Mais importante do que a platitude sobre a falta de cultura técnica é o fato da dupla incultura erótica [Unkultur]: a familiar e a da prostituição. É vã a tentativa de fundir estas duas formas de falta de espírito na glória do filistinismo juvenil: na "relação".
O que ouvimos foi essencialmente poesia de relação. Ou seja: expressões modernas em ritmos que lembram Geibel. Ou, em termos de conteúdo: excessos pan-eroticos com reserva familiar. Um deles evocava nomes "bizantino-românticos como "Theodora", e cristalizou-os com açucarada. Outro cantava hinos a Orfeu para esconder a cegueira poética sob o manto da cultura grega e aludir impunemente ao mar e ao amor. Alguém criou um cenário de inanidade provocadora ao trazer uma violação numa arena romana. O pano de fundo clássico é a marca da docilidade familiar, e no programa havia poemas que podiam ser apresentados se não a um pai, certamente a um tio, como este poema de Giraud "Chanson de la potence":
A amante esguia de pescoço longo
Está será a tua última amante.
É tão esguia como um bambu;
Uma trança dança na tua garganta,
E, com uma carícia estranguladora,
fá-lo-á vir como um louco,
A amante esguia de pescoço longo!
Este pensamento é como um prego
Que a carraspana lhe enfia na cabeça:
A amante esguia e de pescoço longo
Está será a tua última patroa.
Ela é esbelta como um bambu;
Na sua garganta dança uma trança,
E com uma carícia estranguladora
Fá-lo-á vir como um louco,
A amante esguia de pescoço longo!
Para além disso - não deve deixar de ser mencionado - havia fósseis preservados da época puramente familiar, e sem dúvida que foi interessante saber da sua sobrevivência. Coisas como a Juventude: A Sketch Alfresco, em que o erótico é introduzido no aconchego do lar, e o filho ama a "boa esposa" de seu pai.
Um único autor apontou o caminho a seguir - A. E. Gunther - com a sua obra de arte. E. Gunther – com esboços resolutos, cuidadosamente orientados e cheios de ideias.
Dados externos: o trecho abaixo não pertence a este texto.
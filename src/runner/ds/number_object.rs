use crate::runner::ds::object::{JsObjectType, ObjectBase, OrdinaryObject};
use crate::runner::ds::value::{JsNumberType, JsValue};

pub struct NumberObject {
    base: ObjectBase,
    number_data: JsNumberType,
}
impl NumberObject {
    pub fn new(value: JsNumberType, proto: Option<JsObjectType>) -> Self {
        NumberObject {
            base: ObjectBase::new(proto),
            number_data: value,
        }
    }
}
impl OrdinaryObject for NumberObject {
    fn get_object_base(&self) -> &ObjectBase {
        &self.base
    }

    fn class_name(&self) -> &str {
        "Number"
    }

    fn primitive_value(&self) -> Option<JsValue> {
        Some(JsValue::Number(self.number_data.clone()))
    }
}

pub struct BooleanObject {
    base: ObjectBase,
    boolean_data: bool,
}
impl BooleanObject {
    pub fn new(value: bool, proto: Option<JsObjectType>) -> Self {
        BooleanObject {
            base: ObjectBase::new(proto),
            boolean_data: value,
        }
    }
}
impl OrdinaryObject for BooleanObject {
    fn get_object_base(&self) -> &ObjectBase {
        &self.base
    }

    fn class_name(&self) -> &str {
        "Boolean"
    }

    fn primitive_value(&self) -> Option<JsValue> {
        Some(JsValue::Boolean(self.boolean_data))
    }
}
Outro manteve uma neutralidade respeitável: Erich Krauss.
Mas enquanto os alunos continuarem a saturar a sua poesia com sentimento de família, e não ousam ver espiritualmente o que está que está diante deles, ou seja, o erotismo da prostituta (que eles transformam numa pequena e encantadora dança) - enquanto isto continuar, eles permanecerão imersos numa poética relacional húmida e bafienta e nada do que produzirem terá forma ou visão.